Marilyn Chin was born in Hong Kong and reared in Portland, Oregon. She is the author of Dwarf Bamboo (1987) and The Phoenix Gone, The Terrace Empty (1994), and is on the faculty of the M.F.A. program at San Diego State University. She is a recipient of a Stegner Fellowship, two National Endowment for the Arts Writing Fellowships, and a Mary Roberts Rinehart Award. Her collection The Phoenix Gone, The Terrace Empty has been widely acclaimed.

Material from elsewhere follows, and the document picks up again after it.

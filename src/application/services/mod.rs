//! Application services

pub mod document;

pub use document::{BuildOutcome, DocumentService};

Poet June Jordan, in Ms., wrote: "In Marilyn Chin's poetry we encounter a foremost Asian American poet who has become more deeply thoughtful, and therefore more agitated, and angry, about the American part of her being here. . . . I cannot imagine a more compelling collection of poems centered on the difficult gift of racial and cultural double consciousness."
Andrew Hudgins is the author of four collections of poetry: Saints and Strangers (1985); After the Lost War: A Narrative (1988); The Never-Ending: New Poems (1991),which was a finalist for the 1991 National Book Award and received the Texas Institute of Letters Poetry Award; and The Glass Hammer: A Southern Childhood (1994). He earned his B.A. degree at Huntingdon College in Montgomery, Alabama, in 1974 and his M.A. degree at the University of Alabama in 1976, studied for his Ph.D. degree at Syracuse University, 1976-78, and attended the M.F.A. Writers' Workshop at the University of Iowa from 1981 to 1983. He has been Professor of English at the University of Cincinnati since 1985. Ray Olsen describes his most recent collection, The Glass Hammer, as "a fourth fine book from one of America's most accessible, natural poets." Mr. Hudgins's poems "make up a childhood memoir as vivid, vital, raffish, affecting, and appalling as the most candid autobiography or novel about growing up might be."